__Task statement__
Those lines of the records that contain "info" are to be located and copied.

---- Records for this task

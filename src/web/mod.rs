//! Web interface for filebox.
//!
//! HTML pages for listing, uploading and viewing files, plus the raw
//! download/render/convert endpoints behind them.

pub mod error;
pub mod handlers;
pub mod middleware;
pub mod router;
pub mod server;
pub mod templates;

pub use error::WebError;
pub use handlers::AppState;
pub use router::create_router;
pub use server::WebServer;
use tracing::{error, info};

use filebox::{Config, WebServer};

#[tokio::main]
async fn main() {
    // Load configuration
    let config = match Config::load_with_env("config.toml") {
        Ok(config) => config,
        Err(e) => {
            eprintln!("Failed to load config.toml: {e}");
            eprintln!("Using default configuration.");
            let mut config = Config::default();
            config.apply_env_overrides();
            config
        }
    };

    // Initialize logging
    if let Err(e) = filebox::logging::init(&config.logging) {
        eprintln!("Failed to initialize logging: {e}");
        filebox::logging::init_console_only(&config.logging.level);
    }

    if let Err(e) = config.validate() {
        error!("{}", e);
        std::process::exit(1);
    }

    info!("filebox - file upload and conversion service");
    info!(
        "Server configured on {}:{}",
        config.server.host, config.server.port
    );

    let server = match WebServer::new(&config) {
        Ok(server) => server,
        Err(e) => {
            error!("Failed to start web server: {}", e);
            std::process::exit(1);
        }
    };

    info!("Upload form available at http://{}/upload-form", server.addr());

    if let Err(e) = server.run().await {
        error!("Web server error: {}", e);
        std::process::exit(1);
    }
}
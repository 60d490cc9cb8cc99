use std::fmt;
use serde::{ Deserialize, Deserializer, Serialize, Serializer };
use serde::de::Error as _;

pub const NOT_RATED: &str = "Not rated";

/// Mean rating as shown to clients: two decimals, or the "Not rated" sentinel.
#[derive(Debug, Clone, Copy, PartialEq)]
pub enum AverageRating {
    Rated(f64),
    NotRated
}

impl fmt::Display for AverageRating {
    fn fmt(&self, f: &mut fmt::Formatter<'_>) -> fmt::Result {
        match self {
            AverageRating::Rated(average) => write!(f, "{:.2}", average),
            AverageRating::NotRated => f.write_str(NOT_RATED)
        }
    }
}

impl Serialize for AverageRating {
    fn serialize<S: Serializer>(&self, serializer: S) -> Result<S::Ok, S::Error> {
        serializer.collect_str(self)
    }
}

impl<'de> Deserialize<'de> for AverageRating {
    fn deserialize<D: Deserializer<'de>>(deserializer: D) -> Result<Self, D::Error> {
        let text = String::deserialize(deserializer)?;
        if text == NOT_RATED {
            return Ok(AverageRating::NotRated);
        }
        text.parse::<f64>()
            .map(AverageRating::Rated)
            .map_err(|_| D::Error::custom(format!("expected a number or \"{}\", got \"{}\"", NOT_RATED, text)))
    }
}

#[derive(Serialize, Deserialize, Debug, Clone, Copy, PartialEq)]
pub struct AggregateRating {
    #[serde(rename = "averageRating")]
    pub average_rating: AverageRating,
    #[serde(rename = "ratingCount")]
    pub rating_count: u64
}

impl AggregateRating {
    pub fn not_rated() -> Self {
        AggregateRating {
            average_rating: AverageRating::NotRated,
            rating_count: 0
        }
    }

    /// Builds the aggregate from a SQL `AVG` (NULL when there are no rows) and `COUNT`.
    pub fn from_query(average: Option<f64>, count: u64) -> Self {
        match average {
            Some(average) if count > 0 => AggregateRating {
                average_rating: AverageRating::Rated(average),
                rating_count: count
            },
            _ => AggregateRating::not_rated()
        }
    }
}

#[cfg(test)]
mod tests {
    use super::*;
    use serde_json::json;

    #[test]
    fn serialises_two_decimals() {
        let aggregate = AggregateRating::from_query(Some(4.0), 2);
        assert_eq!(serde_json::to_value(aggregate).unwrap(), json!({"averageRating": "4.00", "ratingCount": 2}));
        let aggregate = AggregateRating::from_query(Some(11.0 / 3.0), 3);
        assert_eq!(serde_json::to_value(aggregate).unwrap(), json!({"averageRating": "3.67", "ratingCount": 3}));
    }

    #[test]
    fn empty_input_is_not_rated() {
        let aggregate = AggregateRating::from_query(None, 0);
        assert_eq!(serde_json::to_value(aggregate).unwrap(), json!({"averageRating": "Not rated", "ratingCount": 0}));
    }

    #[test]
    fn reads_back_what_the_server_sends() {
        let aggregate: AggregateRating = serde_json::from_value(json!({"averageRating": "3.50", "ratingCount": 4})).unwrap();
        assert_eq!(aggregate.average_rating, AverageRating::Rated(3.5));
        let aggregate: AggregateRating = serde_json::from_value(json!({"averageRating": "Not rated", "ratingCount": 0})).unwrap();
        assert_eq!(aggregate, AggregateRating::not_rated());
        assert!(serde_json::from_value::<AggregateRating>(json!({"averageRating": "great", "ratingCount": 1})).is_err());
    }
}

--------
---- Records for this task

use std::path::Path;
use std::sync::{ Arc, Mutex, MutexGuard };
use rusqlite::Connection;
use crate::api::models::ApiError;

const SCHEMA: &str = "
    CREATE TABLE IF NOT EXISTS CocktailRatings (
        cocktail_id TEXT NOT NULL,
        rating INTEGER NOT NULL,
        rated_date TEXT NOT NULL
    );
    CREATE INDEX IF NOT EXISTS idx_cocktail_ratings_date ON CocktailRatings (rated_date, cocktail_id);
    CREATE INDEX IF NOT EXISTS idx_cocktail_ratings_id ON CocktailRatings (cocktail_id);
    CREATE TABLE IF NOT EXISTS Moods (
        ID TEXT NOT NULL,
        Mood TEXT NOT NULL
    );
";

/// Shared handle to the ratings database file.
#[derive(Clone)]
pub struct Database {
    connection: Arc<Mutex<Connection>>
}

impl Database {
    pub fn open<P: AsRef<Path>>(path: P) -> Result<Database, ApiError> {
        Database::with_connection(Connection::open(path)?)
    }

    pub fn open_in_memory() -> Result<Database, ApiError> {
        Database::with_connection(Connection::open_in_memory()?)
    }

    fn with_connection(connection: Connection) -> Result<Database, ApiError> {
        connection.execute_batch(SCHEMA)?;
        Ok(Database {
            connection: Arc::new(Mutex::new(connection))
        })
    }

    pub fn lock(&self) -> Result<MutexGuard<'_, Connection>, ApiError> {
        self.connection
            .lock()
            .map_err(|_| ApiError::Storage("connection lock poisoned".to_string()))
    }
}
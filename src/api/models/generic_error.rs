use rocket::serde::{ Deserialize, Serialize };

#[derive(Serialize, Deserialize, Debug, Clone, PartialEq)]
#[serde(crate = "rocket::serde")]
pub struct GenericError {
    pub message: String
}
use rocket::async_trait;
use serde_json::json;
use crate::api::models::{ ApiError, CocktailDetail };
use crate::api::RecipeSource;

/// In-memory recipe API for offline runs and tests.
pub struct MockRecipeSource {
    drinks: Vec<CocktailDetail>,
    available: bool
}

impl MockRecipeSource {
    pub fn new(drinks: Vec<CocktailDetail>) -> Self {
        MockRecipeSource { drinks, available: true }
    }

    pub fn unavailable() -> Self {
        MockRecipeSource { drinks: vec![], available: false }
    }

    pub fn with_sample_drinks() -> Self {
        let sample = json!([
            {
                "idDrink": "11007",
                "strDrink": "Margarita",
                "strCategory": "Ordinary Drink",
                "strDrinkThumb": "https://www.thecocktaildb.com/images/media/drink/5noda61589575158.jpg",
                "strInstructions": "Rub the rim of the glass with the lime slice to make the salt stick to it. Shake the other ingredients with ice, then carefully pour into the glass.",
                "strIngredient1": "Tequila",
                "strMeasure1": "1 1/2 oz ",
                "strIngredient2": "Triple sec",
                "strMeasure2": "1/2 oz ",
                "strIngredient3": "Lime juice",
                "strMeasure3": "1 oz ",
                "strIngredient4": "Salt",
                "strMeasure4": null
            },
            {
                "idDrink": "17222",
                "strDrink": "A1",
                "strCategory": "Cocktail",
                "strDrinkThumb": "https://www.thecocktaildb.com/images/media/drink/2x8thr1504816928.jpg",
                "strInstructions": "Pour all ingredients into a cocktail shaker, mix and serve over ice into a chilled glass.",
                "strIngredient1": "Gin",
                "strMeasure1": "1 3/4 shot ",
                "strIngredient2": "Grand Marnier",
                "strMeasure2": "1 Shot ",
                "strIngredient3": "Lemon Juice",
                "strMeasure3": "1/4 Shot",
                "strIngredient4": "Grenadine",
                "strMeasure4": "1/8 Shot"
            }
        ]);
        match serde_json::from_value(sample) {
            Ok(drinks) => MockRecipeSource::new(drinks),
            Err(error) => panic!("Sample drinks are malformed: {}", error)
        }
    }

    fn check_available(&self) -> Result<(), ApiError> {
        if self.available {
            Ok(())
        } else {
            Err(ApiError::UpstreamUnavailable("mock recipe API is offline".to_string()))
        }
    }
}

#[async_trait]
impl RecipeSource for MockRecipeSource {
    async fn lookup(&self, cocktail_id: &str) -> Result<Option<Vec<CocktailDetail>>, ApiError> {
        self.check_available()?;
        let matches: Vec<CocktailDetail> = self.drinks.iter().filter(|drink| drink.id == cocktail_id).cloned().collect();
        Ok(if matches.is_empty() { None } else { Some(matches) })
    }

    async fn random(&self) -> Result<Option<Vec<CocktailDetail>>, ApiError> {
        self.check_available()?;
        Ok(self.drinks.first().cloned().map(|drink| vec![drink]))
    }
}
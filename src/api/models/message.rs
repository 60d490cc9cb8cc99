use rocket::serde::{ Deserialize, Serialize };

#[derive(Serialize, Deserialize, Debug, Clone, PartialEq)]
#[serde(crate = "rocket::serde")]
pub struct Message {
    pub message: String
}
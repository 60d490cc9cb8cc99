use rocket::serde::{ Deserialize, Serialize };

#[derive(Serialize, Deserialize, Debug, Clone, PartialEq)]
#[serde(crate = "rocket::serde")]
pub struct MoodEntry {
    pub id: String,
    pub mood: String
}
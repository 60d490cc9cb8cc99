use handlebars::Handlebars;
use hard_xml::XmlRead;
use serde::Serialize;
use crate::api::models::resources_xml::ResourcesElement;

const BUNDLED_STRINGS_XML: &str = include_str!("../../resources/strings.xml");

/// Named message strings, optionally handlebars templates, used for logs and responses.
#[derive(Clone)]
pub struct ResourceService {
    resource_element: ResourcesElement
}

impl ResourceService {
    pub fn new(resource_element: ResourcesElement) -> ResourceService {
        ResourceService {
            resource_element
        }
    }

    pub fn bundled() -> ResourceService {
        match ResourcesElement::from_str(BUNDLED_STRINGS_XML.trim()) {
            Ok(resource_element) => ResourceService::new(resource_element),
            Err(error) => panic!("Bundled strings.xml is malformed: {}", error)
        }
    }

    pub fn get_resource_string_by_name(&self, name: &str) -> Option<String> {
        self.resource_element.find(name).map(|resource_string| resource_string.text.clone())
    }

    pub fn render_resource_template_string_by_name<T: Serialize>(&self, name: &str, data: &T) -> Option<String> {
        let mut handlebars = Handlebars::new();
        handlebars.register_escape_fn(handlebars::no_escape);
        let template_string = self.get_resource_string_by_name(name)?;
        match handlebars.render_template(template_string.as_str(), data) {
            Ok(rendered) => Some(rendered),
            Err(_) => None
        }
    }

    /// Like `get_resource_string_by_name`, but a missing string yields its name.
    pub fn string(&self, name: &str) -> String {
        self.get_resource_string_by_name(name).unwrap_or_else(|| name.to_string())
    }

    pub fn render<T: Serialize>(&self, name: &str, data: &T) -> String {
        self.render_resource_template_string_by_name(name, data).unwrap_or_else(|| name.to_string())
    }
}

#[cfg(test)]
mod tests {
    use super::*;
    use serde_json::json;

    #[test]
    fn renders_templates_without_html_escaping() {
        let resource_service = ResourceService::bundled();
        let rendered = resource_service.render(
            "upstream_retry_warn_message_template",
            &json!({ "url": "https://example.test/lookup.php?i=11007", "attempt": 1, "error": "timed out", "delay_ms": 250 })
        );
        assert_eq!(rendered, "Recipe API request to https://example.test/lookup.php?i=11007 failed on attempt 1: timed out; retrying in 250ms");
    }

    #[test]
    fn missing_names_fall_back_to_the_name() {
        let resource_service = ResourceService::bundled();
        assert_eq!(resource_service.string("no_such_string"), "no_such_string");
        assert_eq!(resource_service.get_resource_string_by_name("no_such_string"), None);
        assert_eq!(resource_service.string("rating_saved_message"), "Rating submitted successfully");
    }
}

--------

__Answer for the task__
use tracing::{error, info};
    info!("filebox - file upload and conversion service");
    info!(
    info!("Upload form available at http://{}/upload-form", server.addr());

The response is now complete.